Physical therapists shall respect the inherent dignity and rights of all individuals. Principle 1, APTA Code of Ethics
CASE 3.1 Unwanted Therapy
Martha Sullivan is an 83-year-old widow who was admitted to a skilled nursing facility because of a broken hip caused by a fall. The hip has mended well, and now the physical therapist is working on balance skills. This was not the first fall for Mrs. Sullivan, and she has been having increasing difficulty in caring for herself since her husband's death. Her children are worried that she might be injured in her home with no one available to help her. Both her children live out of state and, since her husband's death, Mrs. Sullivan has lost interest in maintaining the friendships she had previously found rewarding.
Anna is Mrs. Sullivan's physical therapist, and the two have developed an excellent rapport. Mrs. Sullivan has been the ideal patient, doing all her home exercises. But Anna was caught by surprise when she went to Mrs. Sullivan's room 15 minutes early to find her with her face in a pillow to hush the sounds of her crying. Anna put her arm around her patient and asked why she was so upset. Mrs.

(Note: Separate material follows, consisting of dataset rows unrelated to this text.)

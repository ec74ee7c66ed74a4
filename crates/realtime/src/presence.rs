//! Presence-Events – Online/Offline-Uebergaenge eines Users
//!
//! Ein User ist online solange er mindestens eine offene Verbindung hat.
//! Der Hub erzeugt genau ein `UserOnline` beim Uebergang 0 -> 1 Verbindungen
//! und genau ein `UserOffline` beim Uebergang 1 -> 0. Die Events gehen
//! an zwei Stellen raus: als Envelope an alle anderen Verbindungen und als
//! `PresenceEvent` an In-Process-Abonnenten (`Hub::events_abonnieren`).

use serde_json::Value;
use sprintwerk_core::UserId;
use sprintwerk_protocol::{NachrichtenTyp, Payload};

/// Presence-Uebergang eines Users
#[derive(Debug, Clone, PartialEq, Eq)]
pub enum PresenceEvent {
    /// Erste Verbindung des Users wurde registriert
    UserOnline { user_id: UserId },
    /// Letzte Verbindung des Users wurde abgemeldet
    UserOffline { user_id: UserId },
}

impl PresenceEvent {
    pub fn user_id(&self) -> &UserId {
        match self {
            PresenceEvent::UserOnline { user_id } | PresenceEvent::UserOffline { user_id } => {
                user_id
            }
        }
    }

    /// Passender Envelope-Typ
    pub fn nachrichten_typ(&self) -> NachrichtenTyp {
        match self {
            PresenceEvent::UserOnline { .. } => NachrichtenTyp::UserOnline,
            PresenceEvent::UserOffline { .. } => NachrichtenTyp::UserOffline,
        }
    }

    /// Payload `{ "user_id": "<id>" }`
    pub fn payload(&self) -> Payload {
        let mut payload = Payload::new();
        payload.insert(
            "user_id".into(),
            Value::String(self.user_id().as_str().to_string()),
        );
        payload
    }
}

Sullivan responded that she found therapy scary because she was afraid she would fall again, and she was sure she would not live through another convalescent period. All she really wanted to do was to use a walker in her room and use a wheelchair when she went outside. Anna asked her why she had not mentioned this before. Mrs. Sullivan explained that she was afraid that if she refused anything, the nursing facility would put her out or even have her declared incompetent. If they had declared her incompetent, she could be sent to a far worse location and would lose control of what little money she had left. She also stated that neither of her children wanted her with them and that she had no place else to go.
Anna feels sure she can coax Mrs. Sullivan into continuing therapy, but she also feels unsure about whether she should attempt to change Mrs. Sullivan's mind or merely stop by for social calls until Mrs. Sullivan requests more therapy.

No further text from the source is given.